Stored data
-.-.-

//! Armed delete confirmations.
//!
//! At most one single-delete key is armed at a time; the batch flag is
//! independent of it.

#[derive(Debug, Clone, Default, PartialEq, Eq)]
pub struct DeleteConfirmation {
    armed_key: Option<String>,
    batch_armed: bool,
}

impl DeleteConfirmation {
    pub fn new() -> Self {
        Self::default()
    }

    /// Arms `key`, replacing any previously armed key.
    pub fn arm(&mut self, key: impl Into<String>) {
        self.armed_key = Some(key.into());
    }

    pub fn disarm(&mut self) {
        self.armed_key = None;
    }

    pub fn armed_key(&self) -> Option<&str> {
        self.armed_key.as_deref()
    }

    pub fn is_armed(&self, key: &str) -> bool {
        self.armed_key.as_deref() == Some(key)
    }

    pub fn arm_batch(&mut self) {
        self.batch_armed = true;
    }

    pub fn disarm_batch(&mut self) {
        self.batch_armed = false;
    }

    pub fn batch_armed(&self) -> bool {
        self.batch_armed
    }
}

-.-.-

_Task prompt_
Pull every line with the word "Option" from the data.

_Output for this exercise_
    armed_key: Option<String>,
    pub fn armed_key(&self) -> Option<&str> {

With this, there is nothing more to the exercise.